(SUPPLIED MATERIAL)

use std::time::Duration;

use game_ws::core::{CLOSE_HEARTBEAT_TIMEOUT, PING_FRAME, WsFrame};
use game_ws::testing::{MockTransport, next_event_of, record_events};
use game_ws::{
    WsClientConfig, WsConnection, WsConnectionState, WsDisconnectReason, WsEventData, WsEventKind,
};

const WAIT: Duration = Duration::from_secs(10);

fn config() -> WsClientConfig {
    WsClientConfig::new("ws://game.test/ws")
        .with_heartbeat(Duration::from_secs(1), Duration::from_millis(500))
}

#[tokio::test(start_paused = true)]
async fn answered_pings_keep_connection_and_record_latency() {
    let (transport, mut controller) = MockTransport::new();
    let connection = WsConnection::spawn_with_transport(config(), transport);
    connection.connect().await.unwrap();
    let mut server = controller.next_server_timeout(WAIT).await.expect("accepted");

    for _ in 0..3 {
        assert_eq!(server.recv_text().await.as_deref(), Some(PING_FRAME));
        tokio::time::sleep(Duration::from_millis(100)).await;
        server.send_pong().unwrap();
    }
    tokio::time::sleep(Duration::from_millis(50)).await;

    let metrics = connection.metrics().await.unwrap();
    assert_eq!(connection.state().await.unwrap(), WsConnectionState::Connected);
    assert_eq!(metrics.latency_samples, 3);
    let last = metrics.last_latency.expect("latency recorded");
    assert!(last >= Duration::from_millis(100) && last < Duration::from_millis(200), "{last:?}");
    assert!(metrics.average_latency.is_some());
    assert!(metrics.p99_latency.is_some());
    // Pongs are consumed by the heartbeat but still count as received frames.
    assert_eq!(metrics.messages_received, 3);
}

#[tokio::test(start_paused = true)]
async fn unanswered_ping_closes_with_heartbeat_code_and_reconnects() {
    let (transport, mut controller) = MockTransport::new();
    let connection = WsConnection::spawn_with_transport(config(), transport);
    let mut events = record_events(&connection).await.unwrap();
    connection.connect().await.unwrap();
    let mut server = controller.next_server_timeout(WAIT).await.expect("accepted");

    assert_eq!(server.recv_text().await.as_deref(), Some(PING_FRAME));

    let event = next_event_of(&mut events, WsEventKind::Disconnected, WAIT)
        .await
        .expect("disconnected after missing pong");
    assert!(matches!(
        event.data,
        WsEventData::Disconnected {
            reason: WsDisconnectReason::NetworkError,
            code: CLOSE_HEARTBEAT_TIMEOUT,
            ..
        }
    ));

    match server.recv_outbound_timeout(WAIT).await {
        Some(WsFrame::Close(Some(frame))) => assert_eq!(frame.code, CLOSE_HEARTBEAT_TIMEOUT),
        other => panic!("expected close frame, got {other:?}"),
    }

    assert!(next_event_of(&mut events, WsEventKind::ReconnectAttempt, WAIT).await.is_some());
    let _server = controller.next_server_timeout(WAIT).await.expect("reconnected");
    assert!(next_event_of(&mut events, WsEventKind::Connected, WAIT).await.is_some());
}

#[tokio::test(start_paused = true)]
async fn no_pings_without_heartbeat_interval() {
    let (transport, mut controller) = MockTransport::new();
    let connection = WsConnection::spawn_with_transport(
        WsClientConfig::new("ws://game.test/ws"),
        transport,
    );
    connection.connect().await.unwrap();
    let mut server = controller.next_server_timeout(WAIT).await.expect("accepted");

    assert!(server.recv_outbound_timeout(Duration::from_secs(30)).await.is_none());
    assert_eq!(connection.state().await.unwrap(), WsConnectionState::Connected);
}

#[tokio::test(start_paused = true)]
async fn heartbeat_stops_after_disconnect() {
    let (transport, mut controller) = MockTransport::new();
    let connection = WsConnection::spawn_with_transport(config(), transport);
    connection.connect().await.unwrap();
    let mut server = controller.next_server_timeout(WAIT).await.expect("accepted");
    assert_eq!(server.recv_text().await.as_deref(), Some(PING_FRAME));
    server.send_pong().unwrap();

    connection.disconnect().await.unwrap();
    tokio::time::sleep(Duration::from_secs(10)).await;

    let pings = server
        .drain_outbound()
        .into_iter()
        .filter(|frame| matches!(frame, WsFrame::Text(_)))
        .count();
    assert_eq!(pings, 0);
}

(End SUPPLIED MATERIAL)

> _WORK INSTRUCTION_:
This task calls for every entry above to be transcribed exactly.

> _OUTPUT OF THE TASK_:
use std::time::Duration;

use game_ws::core::{CLOSE_HEARTBEAT_TIMEOUT, PING_FRAME, WsFrame};
use game_ws::testing::{MockTransport, next_event_of, record_events};
use game_ws::{
    WsClientConfig, WsConnection, WsConnectionState, WsDisconnectReason, WsEventData, WsEventKind,
};

const WAIT: Duration = Duration::from_secs(10);

fn config() -> WsClientConfig {
    WsClientConfig::new("ws://game.test/ws")
        .with_heartbeat(Duration::from_secs(1), Duration::from_millis(500))
}

#[tokio::test(start_paused = true)]
async fn answered_pings_keep_connection_and_record_latency() {
    let (transport, mut controller) = MockTransport::new();
    let connection = WsConnection::spawn_with_transport(config(), transport);
    connection.connect().await.unwrap();
    let mut server = controller.next_server_timeout(WAIT).await.expect("accepted");

    for _ in 0..3 {
        assert_eq!(server.recv_text().await.as_deref(), Some(PING_FRAME));
        tokio::time::sleep(Duration::from_millis(100)).await;
        server.send_pong().unwrap();
    }
    tokio::time::sleep(Duration::from_millis(50)).await;

    let metrics = connection.metrics().await.unwrap();
    assert_eq!(connection.state().await.unwrap(), WsConnectionState::Connected);
    assert_eq!(metrics.latency_samples, 3);
    let last = metrics.last_latency.expect("latency recorded");
    assert!(last >= Duration::from_millis(100) && last < Duration::from_millis(200), "{last:?}");
    assert!(metrics.average_latency.is_some());
    assert!(metrics.p99_latency.is_some());
    // Pongs are consumed by the heartbeat but still count as received frames.
    assert_eq!(metrics.messages_received, 3);
}

#[tokio::test(start_paused = true)]
async fn unanswered_ping_closes_with_heartbeat_code_and_reconnects() {
    let (transport, mut controller) = MockTransport::new();
    let connection = WsConnection::spawn_with_transport(config(), transport);
    let mut events = record_events(&connection).await.unwrap();
    connection.connect().await.unwrap();
    let mut server = controller.next_server_timeout(WAIT).await.expect("accepted");

    assert_eq!(server.recv_text().await.as_deref(), Some(PING_FRAME));

    let event = next_event_of(&mut events, WsEventKind::Disconnected, WAIT)
        .await
        .expect("disconnected after missing pong");
    assert!(matches!(
        event.data,
        WsEventData::Disconnected {
            reason: WsDisconnectReason::NetworkError,
            code: CLOSE_HEARTBEAT_TIMEOUT,
            ..
        }
    ));

    match server.recv_outbound_timeout(WAIT).await {
        Some(WsFrame::Close(Some(frame))) => assert_eq!(frame.code, CLOSE_HEARTBEAT_TIMEOUT),
        other => panic!("expected close frame, got {other:?}"),
    }

    assert!(next_event_of(&mut events, WsEventKind::ReconnectAttempt, WAIT).await.is_some());
    let _server = controller.next_server_timeout(WAIT).await.expect("reconnected");
    assert!(next_event_of(&mut events, WsEventKind::Connected, WAIT).await.is_some());
}

#[tokio::test(start_paused = true)]
async fn no_pings_without_heartbeat_interval() {
    let (transport, mut controller) = MockTransport::new();
    let connection = WsConnection::spawn_with_transport(
        WsClientConfig::new("ws://game.test/ws"),
        transport,
    );
    connection.connect().await.unwrap();
    let mut server = controller.next_server_timeout(WAIT).await.expect("accepted");

    assert!(server.recv_outbound_timeout(Duration::from_secs(30)).await.is_none());
    assert_eq!(connection.state().await.unwrap(), WsConnectionState::Connected);
}

#[tokio::test(start_paused = true)]
async fn heartbeat_stops_after_disconnect() {
    let (transport, mut controller) = MockTransport::new();
    let connection = WsConnection::spawn_with_transport(config(), transport);
    connection.connect().await.unwrap();
    let mut server = controller.next_server_timeout(WAIT).await.expect("accepted");
    assert_eq!(server.recv_text().await.as_deref(), Some(PING_FRAME));
    server.send_pong().unwrap();

    connection.disconnect().await.unwrap();
    tokio::time::sleep(Duration::from_secs(10)).await;

    let pings = server
        .drain_outbound()
        .into_iter()
        .filter(|frame| matches!(frame, WsFrame::Text(_)))
        .count();
    assert_eq!(pings, 0);
}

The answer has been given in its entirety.